Personal effectiveness is the main topic of our blog, and despite the fact that articles on near–computer topics predominate in it, sometimes it is better and more efficient to solve the issue without involving high technologies. Not because they will interfere, but because it is faster and cheaper to use cheaper and more accessible and reliable resources.
If you are in doubt, then we can give you an example of organizing the work of an amazing number of people without involving any high technologies. For example, in India there is a company that delivers lunches, which employs about five thousand people, and it delivers a quarter of a million bowls of food. And no magic or GPS. Moreover, many workers are illiterate at all. This shows that more often the restrictions and requirements put forward by ourselves are artificial and not conditioned by the task.
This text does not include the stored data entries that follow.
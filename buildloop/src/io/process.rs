//! Child process execution with a wall-clock timeout and bounded capture.

use std::collections::VecDeque;
use std::io::{Read, Write};
use std::process::{Command, ExitStatus, Stdio};
use std::thread;
use std::time::Duration;

use anyhow::{Context, Result, anyhow};
use tracing::{debug, instrument, warn};
use wait_timeout::ChildExt;

/// Captured output of a finished (or killed) child.
#[derive(Debug)]
pub struct CapturedOutput {
    pub status: ExitStatus,
    pub stdout: Vec<u8>,
    pub stderr: Vec<u8>,
    /// Leading bytes drained but not kept because of the output limit.
    pub dropped_bytes: usize,
    pub timed_out: bool,
}

/// Spawn `cmd`, feed `stdin`, and wait at most `timeout`.
///
/// stdin, stdout and stderr are serviced on their own threads, so neither a
/// chatty child nor one that ignores its input can deadlock the wait. On timeout the child
/// is killed and reaped before returning with `timed_out = true`.
#[instrument(skip_all, fields(timeout_secs = timeout.as_secs(), output_limit_bytes))]
pub fn run_with_timeout(
    mut cmd: Command,
    stdin: Option<&[u8]>,
    timeout: Duration,
    output_limit_bytes: usize,
) -> Result<CapturedOutput> {
    cmd.stdin(if stdin.is_some() {
        Stdio::piped()
    } else {
        Stdio::null()
    });
    cmd.stdout(Stdio::piped()).stderr(Stdio::piped());

    debug!("spawning child process");
    let mut child = cmd.spawn().context("spawn command")?;

    let stdout = child
        .stdout
        .take()
        .ok_or_else(|| anyhow!("stdout was not piped"))?;
    let stderr = child
        .stderr
        .take()
        .ok_or_else(|| anyhow!("stderr was not piped"))?;
    let stdout_reader = thread::spawn(move || drain_tail(stdout, output_limit_bytes));
    let stderr_reader = thread::spawn(move || drain_tail(stderr, output_limit_bytes));

    // Fed from its own thread so the timeout still applies to a child that never reads.
    let stdin_writer = match stdin {
        Some(input) => {
            let mut pipe = child
                .stdin
                .take()
                .ok_or_else(|| anyhow!("stdin was not piped"))?;
            let input = input.to_vec();
            Some(thread::spawn(move || {
                if let Err(err) = pipe.write_all(&input) {
                    warn!(err = %err, "failed to write full stdin payload");
                }
            }))
        }
        None => None,
    };

    let (status, timed_out) = match child.wait_timeout(timeout).context("wait for command")? {
        Some(status) => (status, false),
        None => {
            warn!(timeout_secs = timeout.as_secs(), "command timed out, killing");
            child.kill().context("kill command")?;
            (child.wait().context("wait command after kill")?, true)
        }
    };

    if let Some(writer) = stdin_writer
        && writer.join().is_err()
    {
        warn!("stdin writer thread panicked");
    }
    let (stdout, stdout_dropped) = join_reader(stdout_reader).context("join stdout")?;
    let (stderr, stderr_dropped) = join_reader(stderr_reader).context("join stderr")?;
    let dropped_bytes = stdout_dropped + stderr_dropped;
    if dropped_bytes > 0 {
        warn!(dropped_bytes, "output truncated");
    }

    debug!(exit_code = ?status.code(), timed_out, "command finished");
    Ok(CapturedOutput {
        status,
        stdout,
        stderr,
        dropped_bytes,
        timed_out,
    })
}

fn join_reader(handle: thread::JoinHandle<Result<(Vec<u8>, usize)>>) -> Result<(Vec<u8>, usize)> {
    handle
        .join()
        .map_err(|_| anyhow!("output reader thread panicked"))?
}

/// Read to EOF, keeping the last `limit` bytes and counting what was dropped.
///
/// Agents print their final status last, so the tail is what must survive.
fn drain_tail<R: Read>(mut reader: R, limit: usize) -> Result<(Vec<u8>, usize)> {
    let mut window: VecDeque<u8> = VecDeque::new();
    let mut dropped = 0usize;
    let mut chunk = [0u8; 8192];
    loop {
        let n = reader.read(&mut chunk).context("read output")?;
        if n == 0 {
            break;
        }
        window.extend(&chunk[..n]);
        if window.len() > limit {
            let excess = window.len() - limit;
            window.drain(..excess);
            dropped += excess;
        }
    }
    Ok((window.into(), dropped))
}

#[cfg(all(test, unix))]
mod tests {
    use super::*;

    fn sh(script: &str) -> Command {
        let mut cmd = Command::new("sh");
        cmd.arg("-c").arg(script);
        cmd
    }

    #[test]
    fn captures_stdout_stderr_and_stdin() {
        let output = run_with_timeout(
            sh("cat; echo oops >&2"),
            Some(b"payload"),
            Duration::from_secs(10),
            1000,
        )
        .expect("run");
        assert!(output.status.success());
        assert!(!output.timed_out);
        assert_eq!(output.stdout, b"payload");
        assert_eq!(output.stderr, b"oops\n");
    }

    #[test]
    fn kills_child_on_timeout() {
        let output = run_with_timeout(sh("exec sleep 5"), None, Duration::from_millis(200), 1000)
            .expect("run");
        assert!(output.timed_out);
        assert!(!output.status.success());
    }

    #[test]
    fn keeps_tail_beyond_limit() {
        let output = run_with_timeout(
            sh("printf 'abcdefghij'"),
            None,
            Duration::from_secs(10),
            4,
        )
        .expect("run");
        assert_eq!(output.stdout, b"ghij");
        assert_eq!(output.dropped_bytes, 6);
    }

    #[test]
    fn reports_nonzero_exit() {
        let output =
            run_with_timeout(sh("exit 3"), None, Duration::from_secs(10), 1000).expect("run");
        assert_eq!(output.status.code(), Some(3));
    }
}
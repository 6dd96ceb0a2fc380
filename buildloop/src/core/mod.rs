//! Pure decision logic for the build loop.
//!
//! Core modules must be free of I/O side effects so the state machine's rules
//! can be tested on in-memory values alone.

pub mod decision;
pub mod escalation;
pub mod types;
From this we can conclude that the main thing in efficiency is understanding how best to use what is already there, and not searching for new resources – every new device and new program requires your attention at least for the training period, and sometimes longer, because gadgets need to be charged at least.
Take a closer look at how you do business, perhaps a simple pen and a notebook in a ruler, as in the "Auto-focus", which we wrote about, or a homemade GTD organizer will do more for you and will be much more effective than programs that you want to change to others every now and then, or at least upgrade to a new version. It is worth making sure that the system can do with a minimum of your attention on maintaining itself, giving your time to actually doing the work.
Another equally important source of effectiveness can be a critical attitude to the world, skepticism and constant attempts to understand "how it works". Do not be like the islanders who founded the "cargo cult", go along with the soviets (even ours;) ) without trying to understand what in the council will work for you and why.